Monique Lecomte-Archier a vécu de 4 à 23 ans en Algérie ; Laurent Leroy se passionne pour cette page d’histoire des Normant.
© Photo NR
Il y eut d’abord les machines et puis des hommes. A la fin des années 1930, le savoir-faire de la Fabrique Normant a été exporté à Tlemcen en Algérie.
A l’époque, Monique Lecomte-Archier avait 4 ans ou 5 ans seulement. « Mon père est parti en 1938 avec du matériel de chez Normant » se souvient très bien la pimpante octogénaire, attablée dans son pavillon des Favignolles, un livre retraçant l’histoire des métiers à tisser en Algérie ouvert devant elle. Directeur de filature, son père, André Lecomte, fut l’un des premiers à quitter Romorantin. « Il y avait d’abord eu Monsieur Prevost », remonte le fil du temps celle qui ralliera l’Algérie avec sa mère et son frère dès l’année 1939. Et pourtant, « il n’était pas question qu’on parte au départ ». C’était sans compter l’attachement d’une poignée d’ex-Normant à la MTO, Manufacture de tapis d’Orient (ou Manufacture de tapis oranaise) jusqu’alors spécialisée dans les tapis.

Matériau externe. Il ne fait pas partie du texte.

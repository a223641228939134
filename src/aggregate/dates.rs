use super::{Aggregator, Strategy};
use crate::counter::{Counter, NestedCounter, TOP_K};
use crate::error::Result;
use crate::format;
use crate::record;
use chrono::NaiveDate;

const DATE_CAPACITY: usize = 64;

/// Dates with the most tweets, each paired with its most active author.
#[derive(Debug)]
pub struct DateActivity {
    // Only kept when streaming; otherwise date totals are summed from the
    // per-date author counters at the end.
    totals: Option<Counter>,
    authors: NestedCounter,
}

impl DateActivity {
    pub fn new(strategy: Strategy) -> DateActivity {
        match strategy {
            Strategy::Memory => DateActivity {
                totals: Some(Counter::new()),
                authors: NestedCounter::new(),
            },
            Strategy::Time => DateActivity {
                totals: None,
                authors: NestedCounter::with_capacity(DATE_CAPACITY),
            },
        }
    }
}

impl Aggregator for DateActivity {
    type Entry = (NaiveDate, String);

    fn observe(&mut self, line: &[u8]) -> record::Result<()> {
        let tweet = record::parse_dated_author(line)?;

        if let Some(totals) = self.totals.as_mut() {
            totals.increment(&tweet.date);
        }
        self.authors.increment(&tweet.date, &tweet.username);

        Ok(())
    }

    fn finish(self) -> Result<Vec<Self::Entry>> {
        let top_dates = match &self.totals {
            Some(totals) => totals.most_common(TOP_K),
            None => self.authors.most_common_buckets(TOP_K),
        };

        let authors = &self.authors;

        format::date_pairs(top_dates.into_iter().filter_map(|(date, _)| {
            authors
                .bucket(date)
                .and_then(|counter| counter.top())
                .map(|(username, _)| (date, username))
        }))
    }
}

#[cfg(test)]
mod tests {
    use super::*;
    use crate::aggregate::run;
    use crate::source::InMemory;

    fn tweet(date: &str, username: &str) -> String {
        format!(
            "{{\"date\":\"{}T10:00:00+00:00\",\"user\":{{\"username\":\"{}\"}}}}\n",
            date, username
        )
    }

    #[test]
    fn top_dates_with_authors() {
        let mut content = String::new();
        for _ in 0..3 {
            content.push_str(&tweet("2021-02-01", "u1"));
        }
        content.push_str(&tweet("2021-02-02", "u2"));

        let source = InMemory::new("test", content);
        let expected = vec![
            (NaiveDate::from_ymd(2021, 2, 1), "u1".to_string()),
            (NaiveDate::from_ymd(2021, 2, 2), "u2".to_string()),
        ];

        for strategy in vec![Strategy::Memory, Strategy::Time] {
            let outcome = run(DateActivity::new(strategy), strategy, &source).unwrap();

            assert_eq!(outcome.ranking, expected);
        }
    }

    #[test]
    fn author_ties_go_to_first_seen() {
        let content = [
            tweet("2021-02-03", "late"),
            tweet("2021-02-01", "b"),
            tweet("2021-02-01", "a"),
            tweet("2021-02-01", "a"),
            tweet("2021-02-01", "b"),
            tweet("2021-02-02", "c"),
        ]
        .concat();

        let source = InMemory::new("test", content);
        let expected = vec![
            (NaiveDate::from_ymd(2021, 2, 1), "b".to_string()),
            (NaiveDate::from_ymd(2021, 2, 3), "late".to_string()),
            (NaiveDate::from_ymd(2021, 2, 2), "c".to_string()),
        ];

        for strategy in vec![Strategy::Memory, Strategy::Time] {
            let outcome = run(DateActivity::new(strategy), strategy, &source).unwrap();

            assert_eq!(outcome.ranking, expected);
        }
    }

    #[test]
    fn at_most_ten_dates() {
        let content = (1..=20)
            .flat_map(|day| {
                let date = format!("2021-02-{:02}", day);
                (0..day).map(move |_| tweet(&date, "user"))
            })
            .collect::<String>();

        let source = InMemory::new("test", content);
        let outcome = run(DateActivity::new(Strategy::Memory), Strategy::Memory, &source).unwrap();

        assert_eq!(outcome.ranking.len(), TOP_K);
        assert_eq!(outcome.ranking[0].0, NaiveDate::from_ymd(2021, 2, 20));
        assert_eq!(outcome.ranking[9].0, NaiveDate::from_ymd(2021, 2, 11));
    }
}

Plusieurs familles d’expatriés
« Au départ, je pensais que l’usine s’était contentée d’envoyer du matériel, mais en fait, ils ont aussi envoyé du personnel, qui souvent est resté là-bas », a ainsi découvert Laurent Leroy, l’un des spécialistes de l’histoire de la Fabrique Normant. Après avoir déjà réalisé un mémoire sur le sujet en 2008, ce salarié de l’entreprise St Michel à Contres passionné d’histoire et de généalogie, s’est lancé dans la rédaction d’une thèse consacrée à l’histoire hors du commun des frères Normant.
Cette piste d’Afrique du Nord est le fruit d’une rencontre inespérée. « La fille de Monique a vu une publication sur Facebook et m’a contacté pour me dire que sa mère avait connu la MTO », raconte-t-il encore surpris par la coïncidence.
« A un moment donné, il a même été question que les deux sociétés s’associent », explique Laurent Leroy après avoir pu dénicher des comptes rendus de conseil d’administration de l’entreprise Normant. Finalement, seules les machines et quelques hommes scelleront cette alliance entre Romorantin et Tlemcen. L’historien amateur a trouvé la trace d’un montant d’achat de 817.000 francs pour les machines. S’agissant des Romorantinais présents là-bas, ils auraient été une dizaine environ, quatre ou cinq familles, selon Monique Lecomte-Archier : « Au fur et à mesure que les gens sont arrivés, ils nous ont même construit un immeuble, on était regroupés ».
Sa propre mère travaillera quelque temps comme trieuse de laine à la MTO, tandis que son père y terminera sa carrière comme directeur de filature. « J’avais appris à faire les tapis », raconte celle dont les deux grands-pères ont aussi travaillé chez Normant.
Coconeuses et renvideurs
Monique Lecomte-Archier passera plus de 15 ans en Algérie. « J’en suis revenue, j’avais 23 ans, j’étais mariée et j’avais des enfants », raconte-t-elle, le regard moins pétillant à l’évocation de la suite des événements, les prémisses de la guerre d’Algérie. « Mon mari a été victime d’un attentat devant la maison, on est revenu à Romorantin ». C’était en 1956, le début d’une nouvelle vie et une carrière dans un laboratoire d’analyses, puis surveillante au collège Léonard-de-Vinci.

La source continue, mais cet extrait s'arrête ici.